AIM: To assess the inhibitory effect of agmatine on tumor growth in vivo and tumor cell proliferation in vitro. METHODS: The transplanted animal model, [3H]thymidine incorporation assay,3-[4,5-dimethythiazol-2-yl]-2,5-diphenyltetrazolium assay, and lactate dehydrogenase (LDH) release assay were performed. RESULTS: Agmatine, at doses of 5-40 mg/kg, suppressed the S180 sarcoma tumor growth dose-dependently in mice in vivo and the highest inhibitory ratio reached 31.3% in Kunming mice and 50.0% in Balb/c mice, respectively. Similar results were obtained in the transplanted B16 melanoma tumor model. Agmatine (1-1000 micromol/L) was able to attenuate the proliferation of cultured MCF-7 human breast cancer cells in vitro in a concentration-dependent manner and the highest inhibitory ratio reached 50.3% in the [3H]thymidine incorporation assay. Additionally, in the LDH release assay, spermine (20 micromol/L) and spermidine (20 micromol/L) increased the LDH release significantly, but agmatine (1-1000 micromol/L) did not, indicating that the inhibitory effect of agmatine on the proliferation of MCF was not related to cellular toxicity. In the [3H]thymidine incorporation assay, putrescine (12.5-100.0 micromol/L) could reverse the inhibitory effect of agmatine on the proliferation of MCF concentration-dependently, suggesting that the inhibitory effect of agmatine on the proliferation of MCF might be associated with a decreased level of the intracellular polyamines pool. CONCLUSION: Agmatine had significant inhibitory effect on transplanted tumor growth in vivo and proliferation of tumor cells in vitro, and the mechanism might be a result of inducing decrease of intracellular polyamine contents.

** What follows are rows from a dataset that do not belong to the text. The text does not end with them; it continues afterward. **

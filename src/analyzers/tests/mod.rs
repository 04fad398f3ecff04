mod typography_tests;

use crate::dom::Page;

pub(super) const PAGE_URL: &str = "https://example.com/index.html";

/// Static page fixture served from [`PAGE_URL`]
pub(super) fn page(html: &str) -> Page {
    Page::from_html(html, PAGE_URL).unwrap()
}
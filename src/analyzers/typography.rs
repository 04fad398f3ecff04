use crate::color::to_hex;
use crate::config::TypographyConfig;
use crate::dom::{Document, NodeId, parse_absolute_length};
use crate::error::Result;
use crate::results::{FontUsage, HeadingStyle, TextStyle, TypographyAnalysis};
use crate::text::sample_text;
use indexmap::IndexMap;
use std::collections::BTreeMap;

/// Family names that only say "use the platform default"; the next entry in
/// the stack is more telling
const GENERIC_FONTS: &[&str] = &[
    "system-ui",
    "-apple-system",
    "BlinkMacSystemFont",
    "Segoe UI",
    "sans-serif",
    "serif",
    "monospace",
];

/// Where body copy usually lives, most specific first
const BODY_CANDIDATES: &[&str] = &["p", "body", ".content", "main", "article"];

const HEADING_TAGS: [&str; 6] = ["h1", "h2", "h3", "h4", "h5", "h6"];

/// Line height browsers use for `normal`
const NORMAL_LINE_HEIGHT: &str = "1.2";

/// Reduces a `font-family` stack to the family that is actually distinctive.
///
/// Takes the first entry with quotes removed, unless it is a generic or
/// system family and another entry follows.
pub fn primary_font(font_family: &str) -> String {
    let families: Vec<String> = font_family
        .split(',')
        .map(|f| f.trim().trim_matches(|c| c == '"' || c == '\'').trim().to_string())
        .filter(|f| !f.is_empty())
        .collect();

    match families.as_slice() {
        [] => String::new(),
        [first, second, ..] if GENERIC_FONTS.contains(&first.as_str()) => second.clone(),
        [first, ..] => first.clone(),
    }
}

/// Expresses a line height as a unitless ratio of the font size.
///
/// `normal` becomes `1.2`; absolute lengths are divided by the font size and
/// printed with two decimals. Unitless and relative values, and anything
/// measured against a font size that does not parse, pass through unchanged.
pub fn normalize_line_height(line_height: &str, font_size: &str) -> String {
    let line_height = line_height.trim();
    if line_height.eq_ignore_ascii_case("normal") {
        return NORMAL_LINE_HEIGHT.to_string();
    }

    match (parse_absolute_length(line_height), parse_absolute_length(font_size)) {
        (Some(lh), Some(fs)) if fs > 0.0 => format!("{:.2}", lh / fs),
        _ => line_height.to_string(),
    }
}

/// Ranks font families and samples heading and body text styles
pub struct TypographyAnalyzer<'a, D: Document + ?Sized> {
    doc: &'a D,
    config: &'a TypographyConfig,
}

impl<'a, D: Document + ?Sized> TypographyAnalyzer<'a, D> {
    pub fn new(doc: &'a D, config: &'a TypographyConfig) -> Self {
        Self { doc, config }
    }

    pub fn analyze(&self) -> Result<TypographyAnalysis> {
        Ok(TypographyAnalysis {
            font_families: self.rank_font_families(),
            headings: self.heading_styles()?,
            body: self.body_style()?,
        })
    }

    /// Share of text-bearing elements per primary font family
    pub fn rank_font_families(&self) -> Vec<FontUsage> {
        let mut counts: IndexMap<String, usize> = IndexMap::new();
        let mut total = 0usize;

        for node in self.doc.elements() {
            if self.doc.text_content(node).trim().is_empty() {
                continue;
            }
            total += 1;
            let font = primary_font(&self.doc.computed_style(node).font_family);
            if !font.is_empty() {
                *counts.entry(font).or_insert(0) += 1;
            }
        }

        if total == 0 {
            return Vec::new();
        }

        let mut fonts: Vec<FontUsage> = counts
            .into_iter()
            .map(|(name, count)| FontUsage {
                name,
                usage: (count as f64 / total as f64 * 100.0).round() as u32,
            })
            .filter(|f| f.usage >= self.config.min_usage_percent)
            .collect();

        fonts.sort_by(|a, b| b.usage.cmp(&a.usage));
        fonts.truncate(self.config.max_fonts);

        ::log::debug!("Ranked {} font families over {} text elements", fonts.len(), total);
        fonts
    }

    /// Style of the first element of each heading level, `None` without headings
    pub fn heading_styles(&self) -> Result<Option<BTreeMap<String, HeadingStyle>>> {
        let mut headings = BTreeMap::new();

        for tag in HEADING_TAGS {
            if let Some(node) = self.doc.query_selector(tag)? {
                headings.insert(
                    tag.to_string(),
                    HeadingStyle {
                        style: self.text_style(node),
                        sample: sample_text(&self.doc.text_content(node), self.config.sample_length),
                    },
                );
            }
        }

        Ok((!headings.is_empty()).then_some(headings))
    }

    /// Style of the first body-copy candidate holding text of its own
    pub fn body_style(&self) -> Result<TextStyle> {
        for selector in BODY_CANDIDATES {
            if let Some(node) = self.doc.query_selector(selector)? {
                if self.doc.has_direct_text(node) {
                    ::log::trace!("Body text sampled from {}", selector);
                    return Ok(self.text_style(node));
                }
            }
        }

        Ok(self
            .doc
            .body()
            .or_else(|| self.doc.root())
            .map(|node| self.text_style(node))
            .unwrap_or_default())
    }

    fn text_style(&self, node: NodeId) -> TextStyle {
        let style = self.doc.computed_style(node);
        TextStyle {
            font_family: primary_font(&style.font_family),
            font_size: style.font_size.clone(),
            font_weight: style.font_weight.clone(),
            line_height: normalize_line_height(&style.line_height, &style.font_size),
            color: to_hex(&style.color),
        }
    }
}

Agmatine modulates the in vivo biosynthesis and interconversion of polyamines and cell proliferation.

Agmatine has recently gained wide interest as a bioactive arginine metabolite with a multitude of physiological functions. This study evaluates the in vivo role of agmatine in the modulation of metabolism and intracellular level of polyamines. Here, we report that agmatine, administered to mice, differentially affects the renal and liver activity of the two key enzymes regulating polyamine biosynthesis and interconversion/degradation. Thus, agmatine exerts a negative regulation of ODC activity and protein content, and positive regulation of SSAT activity, having no effect on ODC and SSAT transcript level. Agmatine modulation of ODC and SSAT activities is noticeably augmented by the inhibitor of its catabolism, aminoguanidine. Antizyme and eIF4E protein content appears to be affected by agmatine only insignificantly and apparently do not contribute to agmatine-induced down-regulation of ODC content. The homeostasis of spermidine and spermine is preserved after agmatine injection, while the putrescine level decreases. Furthermore, when tested in a mouse kidney injury model, agmatine, partially but significantly, reduces [3H] thymidine incorporation into DNA. This is consistent with suppressed renal tubule epithelial cell proliferation. The findings provide in vivo evidence of a substantial role of agmatine as a modulator of polyamine biosynthesis and degradation and suggest its suppressive effect on cell proliferation.